§ **To do**
On every line of the listing, check for "SandboxError"; copy the lines that have it.

§ **Data supplied**

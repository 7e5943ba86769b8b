//! Append-only conversation history
//!
//! History is only ever appended to and rendered in full, so the prompt
//! prefix for a conversation never changes between turns. The store holds
//! at most `max_conversations` conversations; the least recently used one is
//! dropped whole when a new one would exceed that, and conversations idle
//! past the configured ttl expire.

use std::{sync::Arc, time::Duration};

use chrono::{DateTime, Utc};
use moka::{future::Cache, policy::EvictionPolicy};
use serde::{Deserialize, Serialize};
use tokio::sync::RwLock;

use crate::config::ConversationConfig;

/// One completed exchange
#[derive(Debug, Clone, PartialEq, Serialize, Deserialize)]
pub struct Turn {
    pub user: String,
    pub assistant: String,
    pub mode: String,
    pub timestamp: DateTime<Utc>,
}

type History = Arc<RwLock<Vec<Turn>>>;

#[derive(Debug)]
pub struct ConversationStore {
    conversations: Cache<String, History>,
}

impl Default for ConversationStore {
    fn default() -> Self {
        Self::from_config(&ConversationConfig::default())
    }
}

impl ConversationStore {
    pub fn new() -> Self {
        Self::default()
    }

    pub fn with_limits(max_conversations: u64, idle_ttl: Duration) -> Self {
        let conversations = Cache::builder()
            .max_capacity(max_conversations)
            .time_to_idle(idle_ttl)
            .eviction_policy(EvictionPolicy::lru())
            .build();
        Self { conversations }
    }

    pub fn from_config(config: &ConversationConfig) -> Self {
        Self::with_limits(config.max_conversations, config.idle_ttl())
    }

    pub async fn append(
        &self,
        conversation_id: &str,
        user: impl Into<String>,
        assistant: impl Into<String>,
        mode: &str,
    ) {
        let history = self
            .conversations
            .get_with(conversation_id.to_string(), async {
                Arc::new(RwLock::new(Vec::new()))
            })
            .await;
        history.write().await.push(Turn {
            user: user.into(),
            assistant: assistant.into(),
            mode: mode.to_string(),
            timestamp: Utc::now(),
        });
    }

    pub async fn turns(&self, conversation_id: &str) -> Vec<Turn> {
        match self.conversations.get(conversation_id).await {
            Some(history) => history.read().await.clone(),
            None => Vec::new(),
        }
    }

    /// Render the whole history as a prompt prefix
    pub async fn render(&self, conversation_id: &str) -> String {
        let Some(history) = self.conversations.get(conversation_id).await else {
            return String::new();
        };
        let turns = history.read().await;
        turns
            .iter()
            .map(|t| format!("User: {}\nAssistant: {}\n", t.user, t.assistant))
            .collect::<Vec<_>>()
            .join("\n")
    }

    /// Number of conversations currently held, after pending evictions
    pub async fn conversation_count(&self) -> u64 {
        self.conversations.run_pending_tasks().await;
        self.conversations.entry_count()
    }
}

#[cfg(test)]
mod tests {
    use super::*;

    #[tokio::test]
    async fn test_unknown_conversation_is_empty() {
        let store = ConversationStore::new();
        assert!(store.render("nope").await.is_empty());
        assert!(store.turns("nope").await.is_empty());
    }

    #[tokio::test]
    async fn test_rendered_prefix_is_stable_across_appends() {
        let store = ConversationStore::new();
        store.append("c1", "hi", "hello!", "chat").await;
        let before = store.render("c1").await;

        store.append("c1", "what is 2+2?", "4", "chat").await;
        let after = store.render("c1").await;

        assert!(after.starts_with(&before));
        assert!(after.contains("User: what is 2+2?\nAssistant: 4"));
        assert_eq!(store.turns("c1").await.len(), 2);
    }

    #[tokio::test]
    async fn test_least_recently_used_conversation_is_evicted() {
        let store = ConversationStore::with_limits(2, Duration::from_secs(3600));
        store.append("old", "hi", "hello", "chat").await;
        store.append("kept", "hi", "hello", "chat").await;
        // Touch "kept" so "old" is the least recently used
        store.render("kept").await;
        store.append("new", "hi", "hello", "chat").await;

        assert_eq!(store.conversation_count().await, 2);
        assert!(store.turns("old").await.is_empty());
        assert_eq!(store.turns("kept").await.len(), 1);
        assert_eq!(store.turns("new").await.len(), 1);
    }

    #[tokio::test]
    async fn test_appending_to_a_live_conversation_does_not_evict_it() {
        let store = ConversationStore::with_limits(1, Duration::from_secs(3600));
        for n in 0..5 {
            store.append("c1", format!("q{}", n), "a", "chat").await;
        }

        assert_eq!(store.conversation_count().await, 1);
        assert_eq!(store.turns("c1").await.len(), 5);
    }
}
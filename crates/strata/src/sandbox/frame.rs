//! Demultiplexing of container output streams
//!
//! Container runtimes that attach without a TTY wrap output in 8-byte
//! headers: `[stream, 0, 0, 0, len_be32]` followed by `len` payload bytes,
//! where stream 0/1/2 is stdin/stdout/stderr. Processes started directly
//! produce plain bytes. [`StreamDemuxer`] detects which one it is looking at
//! from the first bytes and decodes accordingly.

use bytes::{Buf, Bytes, BytesMut};
use tokio_util::codec::Decoder;

pub const HEADER_LEN: usize = 8;

#[derive(Debug, Clone, Copy, PartialEq, Eq)]
pub enum StreamKind {
    Stdin,
    Stdout,
    Stderr,
}

impl StreamKind {
    fn from_byte(byte: u8) -> Option<Self> {
        match byte {
            0 => Some(StreamKind::Stdin),
            1 => Some(StreamKind::Stdout),
            2 => Some(StreamKind::Stderr),
            _ => None,
        }
    }
}

/// A run of bytes from one stream
#[derive(Debug, Clone, PartialEq, Eq)]
pub struct OutputChunk {
    pub stream: StreamKind,
    pub data: Bytes,
}

#[derive(Debug, Clone, Copy, PartialEq, Eq)]
enum Framing {
    Detect,
    Multiplexed,
    Raw,
}

#[derive(Debug, Clone)]
pub struct StreamDemuxer {
    framing: Framing,
}

impl StreamDemuxer {
    /// Decide the framing from the first bytes seen
    pub fn detect() -> Self {
        Self {
            framing: Framing::Detect,
        }
    }

    pub fn multiplexed() -> Self {
        Self {
            framing: Framing::Multiplexed,
        }
    }

    pub fn raw() -> Self {
        Self {
            framing: Framing::Raw,
        }
    }

    pub fn is_multiplexed(&self) -> bool {
        self.framing == Framing::Multiplexed
    }
}

/// Whether `prefix` could still be the start of a frame header
fn could_be_header(prefix: &[u8]) -> bool {
    match prefix.split_first() {
        None => true,
        Some((first, rest)) => {
            StreamKind::from_byte(*first).is_some()
                && rest.iter().take(3).all(|b| *b == 0)
        }
    }
}

impl Decoder for StreamDemuxer {
    type Item = OutputChunk;
    type Error = std::io::Error;

    fn decode(&mut self, src: &mut BytesMut) -> Result<Option<Self::Item>, Self::Error> {
        if src.is_empty() {
            return Ok(None);
        }

        if self.framing == Framing::Detect {
            let head = &src[..src.len().min(HEADER_LEN)];
            if !could_be_header(head) {
                self.framing = Framing::Raw;
            } else if src.len() < HEADER_LEN {
                return Ok(None);
            } else {
                self.framing = Framing::Multiplexed;
            }
        }

        match self.framing {
            Framing::Raw => {
                let data = src.split_to(src.len()).freeze();
                Ok(Some(OutputChunk {
                    stream: StreamKind::Stdout,
                    data,
                }))
            }
            Framing::Multiplexed => {
                if src.len() < HEADER_LEN {
                    return Ok(None);
                }
                let stream = StreamKind::from_byte(src[0]).ok_or_else(|| {
                    std::io::Error::new(
                        std::io::ErrorKind::InvalidData,
                        format!("invalid stream type {}", src[0]),
                    )
                })?;
                let len = u32::from_be_bytes([src[4], src[5], src[6], src[7]]) as usize;
                if src.len() < HEADER_LEN + len {
                    src.reserve(HEADER_LEN + len - src.len());
                    return Ok(None);
                }
                src.advance(HEADER_LEN);
                let data = src.split_to(len).freeze();
                Ok(Some(OutputChunk { stream, data }))
            }
            Framing::Detect => Ok(None),
        }
    }

    fn decode_eof(&mut self, src: &mut BytesMut) -> Result<Option<Self::Item>, Self::Error> {
        if let Some(chunk) = self.decode(src)? {
            return Ok(Some(chunk));
        }
        if src.is_empty() {
            return Ok(None);
        }
        match self.framing {
            Framing::Multiplexed => Err(std::io::Error::new(
                std::io::ErrorKind::UnexpectedEof,
                "truncated output frame",
            )),
            // A short tail that only looked like a header prefix
            Framing::Detect | Framing::Raw => {
                self.framing = Framing::Raw;
                let data = src.split_to(src.len()).freeze();
                Ok(Some(OutputChunk {
                    stream: StreamKind::Stdout,
                    data,
                }))
            }
        }
    }
}
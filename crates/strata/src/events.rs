//! Request lifecycle events
//!
//! Every request produces `start, (progress | token)*, (result | error), end`.
//! [`RequestEvents`] enforces that shape and fans each event out to the
//! per-request stream, the shared [`EventBroadcaster`] and the response log.

use std::sync::{Arc, Mutex};

use chrono::{DateTime, Utc};
use serde::{Deserialize, Serialize};
use tokio::sync::{broadcast, mpsc};
use ts_rs::TS;
use uuid::Uuid;

use crate::{error::ErrorCategory, modes::CognitiveTier};

/// Events emitted while a request is processed
#[derive(Debug, Clone, PartialEq, Serialize, Deserialize, TS)]
#[serde(tag = "type", rename_all = "camelCase")]
pub enum LifecycleEvent {
    Start {
        trace_id: Uuid,
        mode: String,
        tier: CognitiveTier,
        timestamp: DateTime<Utc>,
    },

    Progress {
        trace_id: Uuid,
        stage: String,
        message: String,
        timestamp: DateTime<Utc>,
    },

    Token {
        trace_id: Uuid,
        text: String,
    },

    Result {
        trace_id: Uuid,
        text: String,
        timestamp: DateTime<Utc>,
    },

    Error {
        trace_id: Uuid,
        category: ErrorCategory,
        message: String,
        timestamp: DateTime<Utc>,
    },

    End {
        trace_id: Uuid,
        elapsed_ms: u64,
        timestamp: DateTime<Utc>,
    },
}

impl LifecycleEvent {
    pub fn trace_id(&self) -> Uuid {
        match self {
            LifecycleEvent::Start { trace_id, .. }
            | LifecycleEvent::Progress { trace_id, .. }
            | LifecycleEvent::Token { trace_id, .. }
            | LifecycleEvent::Result { trace_id, .. }
            | LifecycleEvent::Error { trace_id, .. }
            | LifecycleEvent::End { trace_id, .. } => *trace_id,
        }
    }

    pub fn kind(&self) -> &'static str {
        match self {
            LifecycleEvent::Start { .. } => "start",
            LifecycleEvent::Progress { .. } => "progress",
            LifecycleEvent::Token { .. } => "token",
            LifecycleEvent::Result { .. } => "result",
            LifecycleEvent::Error { .. } => "error",
            LifecycleEvent::End { .. } => "end",
        }
    }
}

/// Shared broadcast of every request's events
#[derive(Clone)]
pub struct EventBroadcaster {
    sender: broadcast::Sender<LifecycleEvent>,
}

impl EventBroadcaster {
    pub fn new() -> Self {
        let (sender, _) = broadcast::channel(1000);
        Self { sender }
    }

    /// Broadcast an event to all subscribers
    pub fn broadcast(&self, event: LifecycleEvent) {
        // No subscribers is fine
        let _ = self.sender.send(event);
    }

    pub fn subscribe(&self) -> broadcast::Receiver<LifecycleEvent> {
        self.sender.subscribe()
    }
}

impl Default for EventBroadcaster {
    fn default() -> Self {
        Self::new()
    }
}

#[derive(Debug, Clone, Copy, PartialEq, Eq)]
enum Phase {
    Pending,
    Running,
    Terminal,
    Ended,
}

struct EventLog {
    phase: Phase,
    events: Vec<LifecycleEvent>,
}

/// Per-request event emitter
#[derive(Clone)]
pub struct RequestEvents {
    trace_id: Uuid,
    log: Arc<Mutex<EventLog>>,
    stream: Option<mpsc::UnboundedSender<LifecycleEvent>>,
    broadcaster: Option<EventBroadcaster>,
}

impl RequestEvents {
    pub fn new(trace_id: Uuid) -> Self {
        Self {
            trace_id,
            log: Arc::new(Mutex::new(EventLog {
                phase: Phase::Pending,
                events: Vec::new(),
            })),
            stream: None,
            broadcaster: None,
        }
    }

    pub fn with_stream(mut self, stream: mpsc::UnboundedSender<LifecycleEvent>) -> Self {
        self.stream = Some(stream);
        self
    }

    pub fn with_broadcaster(mut self, broadcaster: EventBroadcaster) -> Self {
        self.broadcaster = Some(broadcaster);
        self
    }

    pub fn trace_id(&self) -> Uuid {
        self.trace_id
    }

    fn emit(&self, event: LifecycleEvent) {
        let mut log = self.log.lock().unwrap_or_else(|e| e.into_inner());
        let next = match (&event, log.phase) {
            (LifecycleEvent::Start { .. }, Phase::Pending) => Phase::Running,
            (LifecycleEvent::Progress { .. } | LifecycleEvent::Token { .. }, Phase::Running) => {
                Phase::Running
            }
            (LifecycleEvent::Result { .. } | LifecycleEvent::Error { .. }, Phase::Running) => {
                Phase::Terminal
            }
            (LifecycleEvent::End { .. }, Phase::Running | Phase::Terminal) => Phase::Ended,
            (_, phase) => {
                tracing::debug!(
                    trace_id = %self.trace_id,
                    event = event.kind(),
                    ?phase,
                    "[EVENTS] Dropping out-of-order event"
                );
                return;
            }
        };
        log.phase = next;
        log.events.push(event.clone());

        // Sent under the lock so every consumer sees the same order
        if let Some(stream) = &self.stream {
            // Receiver may have gone away; the response still carries the log
            let _ = stream.send(event.clone());
        }
        if let Some(broadcaster) = &self.broadcaster {
            broadcaster.broadcast(event);
        }
    }

    pub fn start(&self, mode: &str, tier: CognitiveTier) {
        self.emit(LifecycleEvent::Start {
            trace_id: self.trace_id,
            mode: mode.to_string(),
            tier,
            timestamp: Utc::now(),
        });
    }

    pub fn progress(&self, stage: &str, message: impl Into<String>) {
        self.emit(LifecycleEvent::Progress {
            trace_id: self.trace_id,
            stage: stage.to_string(),
            message: message.into(),
            timestamp: Utc::now(),
        });
    }

    pub fn token(&self, text: impl Into<String>) {
        self.emit(LifecycleEvent::Token {
            trace_id: self.trace_id,
            text: text.into(),
        });
    }

    pub fn result(&self, text: impl Into<String>) {
        self.emit(LifecycleEvent::Result {
            trace_id: self.trace_id,
            text: text.into(),
            timestamp: Utc::now(),
        });
    }

    pub fn error(&self, category: ErrorCategory, message: impl Into<String>) {
        self.emit(LifecycleEvent::Error {
            trace_id: self.trace_id,
            category,
            message: message.into(),
            timestamp: Utc::now(),
        });
    }

    pub fn end(&self, elapsed_ms: u64) {
        self.emit(LifecycleEvent::End {
            trace_id: self.trace_id,
            elapsed_ms,
            timestamp: Utc::now(),
        });
    }

    /// Events emitted so far, in order
    pub fn snapshot(&self) -> Vec<LifecycleEvent> {
        self.log
            .lock()
            .unwrap_or_else(|e| e.into_inner())
            .events
            .clone()
    }
}
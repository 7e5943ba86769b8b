//! Scripted collaborators for tests and offline demos.
//!
//! Each double records how it was called so tests can assert on call counts
//! and prompts without network access.

use std::{
    collections::VecDeque,
    sync::{
        atomic::{AtomicUsize, Ordering},
        Arc, Mutex,
    },
    time::Duration,
};

use async_trait::async_trait;

use crate::{
    llm::{
        Completion, ErrorPayload, GenerationOptions, LlmClient, LlmProvider, Pricing,
        ProviderError, ProviderKind, ProviderReply, TokenUsage,
    },
    sandbox::{CodeExecutor, ExecutionOutput, RenderedArtifact, SandboxError},
    search::{SearchError, SearchHit, SearchService},
};

type Responder = dyn Fn(&str) -> Result<ProviderReply, ProviderError> + Send + Sync;

/// Completion with fixed usage of 10 input and 5 output tokens
pub fn reply(text: impl Into<String>) -> ProviderReply {
    ProviderReply::Completion(Completion {
        text: text.into(),
        usage: Some(TokenUsage {
            input_tokens: 10,
            output_tokens: 5,
        }),
    })
}

/// Client over the given providers, in order
pub fn client(providers: &[Arc<ScriptedProvider>]) -> LlmClient {
    LlmClient::new(
        providers
            .iter()
            .map(|p| p.clone() as Arc<dyn LlmProvider>)
            .collect(),
    )
}

/// Provider that answers from a script, then from an optional responder.
///
/// With neither left it reports itself unavailable.
pub struct ScriptedProvider {
    name: String,
    script: Mutex<VecDeque<Result<ProviderReply, ProviderError>>>,
    responder: Option<Box<Responder>>,
    pricing: Pricing,
    delay: Option<Duration>,
    timeout: Option<Duration>,
    calls: AtomicUsize,
    prompts: Mutex<Vec<String>>,
}

impl ScriptedProvider {
    pub fn new(name: impl Into<String>) -> Self {
        Self {
            name: name.into(),
            script: Mutex::new(VecDeque::new()),
            responder: None,
            pricing: Pricing::default(),
            delay: None,
            timeout: None,
            calls: AtomicUsize::new(0),
            prompts: Mutex::new(Vec::new()),
        }
    }

    /// Always answers `text`
    pub fn replying(name: impl Into<String>, text: impl Into<String>) -> Self {
        let text = text.into();
        Self::responding(name, move |_| Ok(reply(text.clone())))
    }

    /// Always fails with `err`
    pub fn failing(name: impl Into<String>, err: ProviderError) -> Self {
        Self::responding(name, move |_| Err(err.clone()))
    }

    /// Answers by calling `responder` with the prompt
    pub fn responding<F>(name: impl Into<String>, responder: F) -> Self
    where
        F: Fn(&str) -> Result<ProviderReply, ProviderError> + Send + Sync + 'static,
    {
        let mut provider = Self::new(name);
        provider.responder = Some(Box::new(responder));
        provider
    }

    pub fn then_reply(self, text: impl Into<String>) -> Self {
        self.push(Ok(reply(text)))
    }

    pub fn then_fail(self, err: ProviderError) -> Self {
        self.push(Err(err))
    }

    /// Queue an in-band error object
    pub fn then_payload(self, payload: ErrorPayload) -> Self {
        self.push(Ok(ProviderReply::ErrorPayload(payload)))
    }

    pub fn with_delay(mut self, delay: Duration) -> Self {
        self.delay = Some(delay);
        self
    }

    /// Per-provider call budget, as a configured provider would report it
    pub fn with_timeout(mut self, timeout: Duration) -> Self {
        self.timeout = Some(timeout);
        self
    }

    pub fn with_pricing(mut self, pricing: Pricing) -> Self {
        self.pricing = pricing;
        self
    }

    pub fn calls(&self) -> usize {
        self.calls.load(Ordering::SeqCst)
    }

    pub fn prompts(&self) -> Vec<String> {
        self.prompts
            .lock()
            .map(|p| p.clone())
            .unwrap_or_default()
    }

    fn push(self, entry: Result<ProviderReply, ProviderError>) -> Self {
        if let Ok(mut script) = self.script.lock() {
            script.push_back(entry);
        }
        self
    }

    fn next(&self, prompt: &str) -> Result<ProviderReply, ProviderError> {
        let scripted = self.script.lock().ok().and_then(|mut s| s.pop_front());
        match (scripted, &self.responder) {
            (Some(entry), _) => entry,
            (None, Some(responder)) => responder(prompt),
            (None, None) => Err(ProviderError::NotAvailable(format!(
                "{} has no scripted replies left",
                self.name
            ))),
        }
    }
}

#[async_trait]
impl LlmProvider for ScriptedProvider {
    fn name(&self) -> &str {
        &self.name
    }

    fn kind(&self) -> ProviderKind {
        ProviderKind::OpenAI
    }

    fn model(&self) -> &str {
        "scripted"
    }

    fn pricing(&self) -> Pricing {
        self.pricing
    }

    fn timeout(&self) -> Option<Duration> {
        self.timeout
    }

    async fn generate(
        &self,
        prompt: &str,
        _options: &GenerationOptions,
    ) -> Result<ProviderReply, ProviderError> {
        self.calls.fetch_add(1, Ordering::SeqCst);
        if let Ok(mut prompts) = self.prompts.lock() {
            prompts.push(prompt.to_string());
        }
        if let Some(delay) = self.delay {
            tokio::time::sleep(delay).await;
        }
        self.next(prompt)
    }
}

/// Search backend with canned results
pub struct ScriptedSearch {
    outcome: Result<Vec<SearchHit>, SearchError>,
    /// Hits generated from the query itself, `n` per call
    per_query: Option<usize>,
    calls: AtomicUsize,
    queries: Mutex<Vec<String>>,
}

impl ScriptedSearch {
    fn with_outcome(outcome: Result<Vec<SearchHit>, SearchError>) -> Self {
        Self {
            outcome,
            per_query: None,
            calls: AtomicUsize::new(0),
            queries: Mutex::new(Vec::new()),
        }
    }

    pub fn failing(err: SearchError) -> Self {
        Self::with_outcome(Err(err))
    }

    pub fn empty() -> Self {
        Self::with_outcome(Ok(Vec::new()))
    }

    pub fn with_hits(hits: Vec<SearchHit>) -> Self {
        Self::with_outcome(Ok(hits))
    }

    /// `n` distinct hits per query, with urls derived from the query text
    pub fn per_query(n: usize) -> Self {
        let mut search = Self::empty();
        search.per_query = Some(n);
        search
    }

    pub fn calls(&self) -> usize {
        self.calls.load(Ordering::SeqCst)
    }

    pub fn queries(&self) -> Vec<String> {
        self.queries
            .lock()
            .map(|q| q.clone())
            .unwrap_or_default()
    }
}

#[async_trait]
impl SearchService for ScriptedSearch {
    fn name(&self) -> &str {
        "scripted"
    }

    async fn search(&self, query: &str, limit: usize) -> Result<Vec<SearchHit>, SearchError> {
        self.calls.fetch_add(1, Ordering::SeqCst);
        if let Ok(mut queries) = self.queries.lock() {
            queries.push(query.to_string());
        }

        if let Some(n) = self.per_query {
            let slug: String = query
                .chars()
                .map(|c| if c.is_ascii_alphanumeric() { c.to_ascii_lowercase() } else { '-' })
                .collect();
            return Ok((1..=n.min(limit))
                .map(|i| SearchHit {
                    url: format!("https://{}.example/{}", slug, i),
                    title: format!("{} #{}", query, i),
                    content: format!("Findings about {} from source {}", query, i),
                    published_date: None,
                })
                .collect());
        }

        self.outcome
            .clone()
            .map(|hits| hits.into_iter().take(limit).collect())
    }
}

/// Smallest valid PNG signature, enough for artifact handling
pub const PNG_BYTES: &[u8] = &[0x89, b'P', b'N', b'G', 0x0D, 0x0A, 0x1A, 0x0A];

enum SandboxBehavior {
    Figure,
    DegradedFigure,
    Raise(String),
    Unavailable,
}

/// Code executor that never runs anything.
///
/// Scripted outcomes are consumed first; after that every call gets the
/// default behavior.
pub struct ScriptedSandbox {
    behavior: SandboxBehavior,
    script: Mutex<VecDeque<Result<ExecutionOutput, String>>>,
    calls: AtomicUsize,
    codes: Mutex<Vec<String>>,
}

impl ScriptedSandbox {
    fn with_behavior(behavior: SandboxBehavior) -> Self {
        Self {
            behavior,
            script: Mutex::new(VecDeque::new()),
            calls: AtomicUsize::new(0),
            codes: Mutex::new(Vec::new()),
        }
    }

    /// Every run succeeds with one PNG figure
    pub fn rendering() -> Self {
        Self::with_behavior(SandboxBehavior::Figure)
    }

    /// Every run succeeds with one figure from a one-off fallback process
    pub fn degraded() -> Self {
        Self::with_behavior(SandboxBehavior::DegradedFigure)
    }

    /// Every run raises `traceback`
    pub fn raising(traceback: impl Into<String>) -> Self {
        Self::with_behavior(SandboxBehavior::Raise(traceback.into()))
    }

    pub fn unavailable() -> Self {
        Self::with_behavior(SandboxBehavior::Unavailable)
    }

    /// Queue one run that raises before the default behavior applies
    pub fn then_raise(self, traceback: impl Into<String>) -> Self {
        if let Ok(mut script) = self.script.lock() {
            script.push_back(Err(traceback.into()));
        }
        self
    }

    /// Queue one run that returns `output` as is
    pub fn then_output(self, output: ExecutionOutput) -> Self {
        if let Ok(mut script) = self.script.lock() {
            script.push_back(Ok(output));
        }
        self
    }

    pub fn calls(&self) -> usize {
        self.calls.load(Ordering::SeqCst)
    }

    pub fn codes(&self) -> Vec<String> {
        self.codes
            .lock()
            .map(|c| c.clone())
            .unwrap_or_default()
    }

    pub fn figure() -> ExecutionOutput {
        ExecutionOutput {
            artifacts: vec![RenderedArtifact {
                name: "figure_1.png".to_string(),
                mime: "image/png".to_string(),
                data: PNG_BYTES.to_vec(),
            }],
            elapsed: Duration::from_millis(12),
            ..Default::default()
        }
    }

    fn raised(traceback: String) -> ExecutionOutput {
        ExecutionOutput {
            error: Some(traceback),
            elapsed: Duration::from_millis(3),
            ..Default::default()
        }
    }
}

#[async_trait]
impl CodeExecutor for ScriptedSandbox {
    async fn is_available(&self) -> bool {
        !matches!(self.behavior, SandboxBehavior::Unavailable)
    }

    async fn execute(&self, code: &str, _timeout: Duration) -> Result<ExecutionOutput, SandboxError> {
        self.calls.fetch_add(1, Ordering::SeqCst);
        if let Ok(mut codes) = self.codes.lock() {
            codes.push(code.to_string());
        }

        if let Some(entry) = self.script.lock().ok().and_then(|mut s| s.pop_front()) {
            return Ok(entry.unwrap_or_else(Self::raised));
        }

        match &self.behavior {
            SandboxBehavior::Figure => Ok(Self::figure()),
            SandboxBehavior::DegradedFigure => Ok(ExecutionOutput {
                degraded: true,
                ..Self::figure()
            }),
            SandboxBehavior::Raise(traceback) => Ok(Self::raised(traceback.clone())),
            SandboxBehavior::Unavailable => Err(SandboxError::Unavailable(
                "scripted sandbox is unavailable".to_string(),
            )),
        }
    }
}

§ **Written solution**
    sandbox::{CodeExecutor, ExecutionOutput, RenderedArtifact, SandboxError},
    async fn execute(&self, code: &str, _timeout: Duration) -> Result<ExecutionOutput, SandboxError> {
            SandboxBehavior::Unavailable => Err(SandboxError::Unavailable(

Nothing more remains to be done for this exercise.